13. ...meus olhos se acostumam ao escuro
14. ...que deve ser água, talvez o mar, abraça as casas desse pequeno Marrocos
15. ...o sono também salva
16. ...a ausência de K também continua dentro do apartamento
17. ...o vento gelado na minha cara e os galhos nus das árvores à beira d’água afirmam: é quase dezembro nesta cidade...
18. ...escritura frágil, tombada para a direita como se pudesse cair da página
19. ...o céu começa a fechar-se lá fora
20. ...uma bruma lenta começa a atravessar as águas
21. ...o restaurante acendeu seu néon azul
22. Ao longe uma voz rouca de mulher cantarola sempre
23. ...escrever agora é recolher vestígios do impossível
24. Aos caminhos eu entrego o nosso encontro
25. Na face do pequeno envelope que aperto entre as mãos,...
26. ...meus dois olhos flutuando no espaço
Como se vê, os exemplos acima mostram que objetos físicos e sentimentos são personificados, revelando experiências referentes a entidades não-humanos que passam a ser vistas como humanas. Também, ao falar de eventos, ações, atividades, o autor os conceitua como objetos, estados, como recipientes.

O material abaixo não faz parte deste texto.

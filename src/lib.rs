use std::error::Error as StdError;
use std::time::{Duration, Instant};

use rayon::prelude::*;
use serde_json::Value;
use tracing::{debug, info};

pub mod config;
pub mod error;
pub mod file_loader;
pub mod item;
pub mod parsers;
pub mod progress;
pub mod zip_utils;

pub use error::{Error, Result};

use config::ParserConfig;
use item::{BugreportItem, Item, ItemKind, KernelLogItem, LogcatItem, Mergeable};
use parsers::{BugreportParser, KernelLogParser, LogcatParser, Parser, ParserType};

/// The top-level item produced for one input file.
#[derive(Debug, Clone, PartialEq)]
pub enum ParsedItem {
    Bugreport(BugreportItem),
    Logcat(LogcatItem),
    KernelLog(KernelLogItem),
}

impl ParsedItem {
    pub fn kind(&self) -> ItemKind {
        match self {
            ParsedItem::Bugreport(item) => item.kind(),
            ParsedItem::Logcat(item) => item.kind(),
            ParsedItem::KernelLog(item) => item.kind(),
        }
    }

    pub fn to_json(&self) -> Value {
        match self {
            ParsedItem::Bugreport(item) => item.to_json(),
            ParsedItem::Logcat(item) => item.to_json(),
            ParsedItem::KernelLog(item) => item.to_json(),
        }
    }

    /// Merges two captures of the same log. Bugreports do not merge.
    pub fn merge(&self, other: &ParsedItem) -> Result<ParsedItem> {
        match (self, other) {
            (ParsedItem::Logcat(a), ParsedItem::Logcat(b)) => Ok(ParsedItem::Logcat(a.merge(b)?)),
            (ParsedItem::KernelLog(a), ParsedItem::KernelLog(b)) => {
                Ok(ParsedItem::KernelLog(a.merge(b)?))
            }
            (a, b) if a.kind() != b.kind() => Err(Error::ConflictingItem(format!(
                "cannot merge {} with {}",
                a.kind(),
                b.kind()
            ))),
            (a, _) => Err(Error::ConflictingItem(format!("{} cannot be merged", a.kind()))),
        }
    }
}

/// One parser per input kind, built from the same configuration.
pub struct Parsers {
    bugreport: BugreportParser,
    logcat: LogcatParser,
    kernel_log: KernelLogParser,
}

impl Parsers {
    pub fn from_config(config: &ParserConfig) -> Result<Self> {
        Ok(Parsers {
            bugreport: BugreportParser::from_config(config)?,
            logcat: LogcatParser::from_config(config)?,
            kernel_log: KernelLogParser::from_config(config)?,
        })
    }

    /// Parses raw file content. Invalid UTF-8 is replaced rather than rejected.
    pub fn parse(&self, kind: ParserType, content: &[u8]) -> Option<ParsedItem> {
        let text = String::from_utf8_lossy(content);
        match kind {
            ParserType::Bugreport => self.bugreport.parse_str(&text).map(ParsedItem::Bugreport),
            ParserType::Logcat => self.logcat.parse_str(&text).map(ParsedItem::Logcat),
            ParserType::KernelLog => self.kernel_log.parse_str(&text).map(ParsedItem::KernelLog),
        }
    }
}

/// Result of one file from [`parse_files_concurrently`].
pub type FileResult = (
    String,
    std::result::Result<Option<ParsedItem>, Box<dyn StdError + Send + Sync>>,
    Duration,
);

/// Loads and parses several files on the rayon thread pool.
///
/// Results come back in the order of `file_paths`, each with the time spent
/// loading and parsing that file.
pub fn parse_files_concurrently(
    file_paths: &[String],
    kind: ParserType,
    parsers: &Parsers,
) -> Vec<FileResult> {
    file_paths
        .par_iter()
        .map(|path| {
            let start = Instant::now();
            let result = file_loader::load_bugreport_file(path).map(|(content, is_zip)| {
                debug!("Parsing {}", file_loader::get_file_description(path, is_zip));
                parsers.parse(kind, &content)
            });
            (path.clone(), result, start.elapsed())
        })
        .collect()
}

/// Folds items left to right with [`ParsedItem::merge`]. `None` when `items`
/// is empty.
pub fn merge_items(items: Vec<ParsedItem>) -> Result<Option<ParsedItem>> {
    let mut items = items.into_iter();
    let Some(mut merged) = items.next() else {
        return Ok(None);
    };
    for item in items {
        merged = merged.merge(&item)?;
    }
    info!("Merged into one {}", merged.kind());
    Ok(Some(merged))
}

#[cfg(test)]
mod tests {
    use super::*;
    use std::io::Write;
    use tempfile::NamedTempFile;

    fn temp_file(text: &str) -> NamedTempFile {
        let mut file = NamedTempFile::new().unwrap();
        file.write_all(text.as_bytes()).unwrap();
        file.flush().unwrap();
        file
    }

    fn path_of(file: &NamedTempFile) -> String {
        file.path().to_string_lossy().into_owned()
    }

    #[test]
    fn test_parse_files_concurrently() {
        let first = temp_file("[    1.000000] a\n[  500.100000] Restarting system with command 'bootloader'.\n");
        let second = temp_file("<0>[  600.000000] Kernel panic - not syncing: Fatal exception\n");
        let paths = vec![path_of(&first), "/nonexistent/kmsg.txt".to_string(), path_of(&second)];

        let parsers = Parsers::from_config(&ParserConfig::default()).unwrap();
        let results = parse_files_concurrently(&paths, ParserType::KernelLog, &parsers);

        assert_eq!(results.len(), 3);
        assert_eq!(results[0].0, paths[0]);
        assert!(results[1].1.is_err(), "a missing file should fail on its own");

        let items: Vec<ParsedItem> = results
            .into_iter()
            .filter_map(|(_, result, _)| result.ok().flatten())
            .collect();
        assert_eq!(items.len(), 2);

        let merged = merge_items(items).unwrap().unwrap();
        match merged {
            ParsedItem::KernelLog(log) => {
                assert_eq!(log.start_time, Some(1.0));
                assert_eq!(log.stop_time, Some(600.0));
                assert_eq!(log.events().len(), 2);
            }
            other => panic!("unexpected item {:?}", other),
        }
    }

    #[test]
    fn test_parse_bytes_per_kind() {
        let parsers = Parsers::from_config(&ParserConfig::default()).unwrap();

        let bugreport = parsers
            .parse(ParserType::Bugreport, b"== dumpstate: 2012-04-25 20:45:10\n")
            .unwrap();
        assert_eq!(bugreport.kind(), ItemKind::Bugreport);
        assert_eq!(bugreport.to_json()["time"], "2012-04-25T20:45:10");

        assert!(parsers.parse(ParserType::Logcat, b"").is_none());
        assert!(parsers.parse(ParserType::KernelLog, b"\xff\xfe not a kernel line").is_none());
    }

    #[test]
    fn test_bugreports_do_not_merge() {
        let a = ParsedItem::Bugreport(BugreportItem::default());
        let b = ParsedItem::KernelLog(KernelLogItem::default());
        assert!(matches!(a.merge(&a), Err(Error::ConflictingItem(_))));
        assert!(matches!(a.merge(&b), Err(Error::ConflictingItem(_))));
    }

    #[test]
    fn test_merge_items_empty_and_single() {
        assert_eq!(merge_items(Vec::new()).unwrap(), None);

        let log = ParsedItem::Logcat(LogcatItem::default());
        assert_eq!(merge_items(vec![log.clone()]).unwrap(), Some(log));
    }
}
use std::fs;
use std::path::Path;

use serde::{Deserialize, Serialize};

use crate::error::Result;

/// Parser configuration - can be loaded from JSON.
///
/// Everything here extends the built-in behaviour: the default patterns and
/// crash tags are always registered, configured ones are added after them.
#[derive(Debug, Clone, Serialize, Deserialize)]
pub struct ParserConfig {
    #[serde(default)]
    pub description: Option<String>,

    #[serde(default)]
    pub logcat: LogcatConfig,

    #[serde(default)]
    pub preamble: PreambleConfig,
}

#[derive(Debug, Clone, Default, Serialize, Deserialize)]
pub struct LogcatConfig {
    /// Year assumed for logcat timestamps, which carry none. Defaults to the
    /// current year, or to the dumpstate year inside a bugreport.
    #[serde(default)]
    pub year: Option<i32>,

    /// Extra single-line event patterns.
    #[serde(default)]
    pub patterns: Vec<LogcatPatternConfig>,

    /// Extra tags whose lines are parsed as Java crashes.
    #[serde(default)]
    pub java_crash_tags: Vec<TagConfig>,
}

#[derive(Debug, Clone, Serialize, Deserialize)]
pub struct LogcatPatternConfig {
    /// Regex that must match the whole message. `None` matches any message.
    #[serde(default)]
    pub message: Option<String>,
    /// Single-letter log level (`V`, `D`, `I`, `W`, `E`, `F`). `None` matches any level.
    #[serde(default)]
    pub level: Option<char>,
    pub tag: String,
    pub category: String,
}

#[derive(Debug, Clone, Serialize, Deserialize)]
pub struct TagConfig {
    pub level: char,
    pub tag: String,
    pub category: String,
}

#[derive(Debug, Clone, Serialize, Deserialize)]
#[serde(default)]
pub struct PreambleConfig {
    /// Lines of any process kept before a logcat event.
    pub last_preamble: usize,
    /// Lines of the event's own process kept before a logcat event.
    pub process_preamble: usize,
    /// Lines kept before a kernel log event.
    pub kernel_preamble: usize,
}

impl Default for PreambleConfig {
    fn default() -> Self {
        Self {
            last_preamble: 15,
            process_preamble: 15,
            kernel_preamble: 15,
        }
    }
}

impl Default for ParserConfig {
    fn default() -> Self {
        Self {
            description: Some("Default configuration".to_string()),
            logcat: LogcatConfig::default(),
            preamble: PreambleConfig::default(),
        }
    }
}

impl ParserConfig {
    /// Load configuration from JSON file
    pub fn from_file<P: AsRef<Path>>(path: P) -> Result<Self> {
        let contents = fs::read_to_string(path)?;
        Self::from_json(&contents)
    }

    /// Save configuration to JSON file
    pub fn to_file<P: AsRef<Path>>(&self, path: P) -> Result<()> {
        fs::write(path, self.to_json()?)?;
        Ok(())
    }

    /// Load configuration from JSON string
    pub fn from_json(json: &str) -> Result<Self> {
        Ok(serde_json::from_str(json)?)
    }

    /// Convert configuration to JSON string
    pub fn to_json(&self) -> Result<String> {
        Ok(serde_json::to_string_pretty(self)?)
    }
}

#[cfg(test)]
mod tests {
    use super::*;
    use tempfile::NamedTempFile;

    #[test]
    fn test_default_config() {
        let config = ParserConfig::default();
        assert_eq!(config.preamble.last_preamble, 15);
        assert!(config.logcat.patterns.is_empty());
        assert_eq!(config.logcat.year, None);
    }

    #[test]
    fn test_partial_json() {
        let config = ParserConfig::from_json(
            r#"{
                "logcat": {
                    "year": 2012,
                    "patterns": [
                        { "message": ".*find me.*", "level": "I", "tag": "MyTag", "category": "FOUND" }
                    ],
                    "java_crash_tags": [
                        { "level": "E", "tag": "TestRunner", "category": "JAVA_CRASH" }
                    ]
                }
            }"#,
        )
        .unwrap();

        assert_eq!(config.logcat.year, Some(2012));
        assert_eq!(config.logcat.patterns[0].level, Some('I'));
        assert_eq!(config.logcat.java_crash_tags[0].tag, "TestRunner");
        assert_eq!(config.preamble.kernel_preamble, 15);
        assert_eq!(config.description, None);
    }

    #[test]
    fn test_file_round_trip() {
        let file = NamedTempFile::new().unwrap();
        let mut config = ParserConfig::default();
        config.preamble.kernel_preamble = 5;
        config.to_file(file.path()).unwrap();

        let loaded = ParserConfig::from_file(file.path()).unwrap();
        assert_eq!(loaded.preamble.kernel_preamble, 5);
    }

    #[test]
    fn test_partial_preamble() {
        let config = ParserConfig::from_json(r#"{ "preamble": { "last_preamble": 5 } }"#).unwrap();
        assert_eq!(config.preamble.last_preamble, 5);
        assert_eq!(config.preamble.process_preamble, 15);
        assert_eq!(config.preamble.kernel_preamble, 15);
    }

    #[test]
    fn test_invalid_json() {
        assert!(ParserConfig::from_json("{ not json").is_err());
    }
}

Do ponto de vista das metáforas orientacionais pode-se dizer que a narrativa se constrói a partir da orientação PARA CIMA E PARA FRENTE. Há indicações de que, apesar de o indivíduo estar em busca de algo ou alguém, que parece não encontrar, o direcionamento para a busca é positivo, otimista, conforme se pode constatar nos exemplos abaixo:
1. ...de quem não se importa de andar de lá pra cá o tempo todo sem paradeiro, saltar do trem e subir as escadas da plataforma até o corredor de saída,..
2. ...segurando meu nome num cartaz erguido bem alto...
3. ...em grandes letras visíveis, talvez vermelhas, erguidas bem alto, as letras do meu nome.
4. Olho disfarçado mas muito atentamente para seus pés quando ele emerge do túnel e vem vindo pelo corredor...
5. ...poderá quem sabe abrir a porta rápido para que eu entre, sem descer, apenas recuando...
6. Há um hotel na minha frente..
7. Esse pensamento quase me salva. Digo quase porque embora me jogue para frente...
8. ...e decido, ainda esta noite e de qualquer maneira, sair à procura de K
9. ..,sozinho na penumbra. Depois, começo a avançar pela sala (...) Eu continuo a avançar.
10. Não quero pensar em nada. Nem mesmo voltar atrás,..
11. Eu paro de cantar. Eu abro a porta. Eu estou sorrindo...
12. Preciso pegar minhas coisas e partir. Viajar, esquecer, talvez amar
13. E continuo a procurar...
14. Aumento o som da canção, olho para fora enquanto o trem dispara sobre os trilhos fora
A intensa metaforização presente na novela Bem longe de Marienbad é indicativo de que o autor a utiliza como instrumento de expressão de sentimentos, eventos, ações, etc. na construção da história que quer narrar. Parece não haver a intenção com estética literária, ornamental. Surge da necessidade de dizer o cotidiano, de expressar-se lingüisticamente.
Referências Bibliográficas
ABREU, Caio Fernando. Estranhos estrangeiros. São Paulo: Cia. das Letras, 1996.
CARVALHO, Sérgio N. de. A metáfora conceitual: uma visão cognitivista. Cadernos do CNLF, Vol. VII, nº 12. Rio de Janeiro: CiFEFiL, 2003.
CARVALHO, Mauricio Brito de. Uma abordagem sócio-construtivista para as metáforas. Morpheus – Revista Eletrônica em Ciências Humanas. Ano 2, nº 2. Rio de Janeiro, 2003. Disponível em www.unirio.br. Acessado em 13/01/2005.
LAKOFF, George & JONHSON, Mark. Metáforas do cotidiano. São Paulo: Mercado de Letras, 2002.
MOISÉS, Massaud. A criação literária. São Paulo: Cultrix. 1993.
PONTES, Eunice. A metáfora. Campinas: UNICAMP. 1990.
RIVANO, Emílio. Un modelo para a descripción y análisis de la metáfora. Cuadernos interdisciplinares de estudios latinoamericanos. Disponível em www.userena.cl. Acessado em 13/01/2005.
VILELA, Mário. Metáforas do nosso tempo. Coimbra: Almedina. 2002.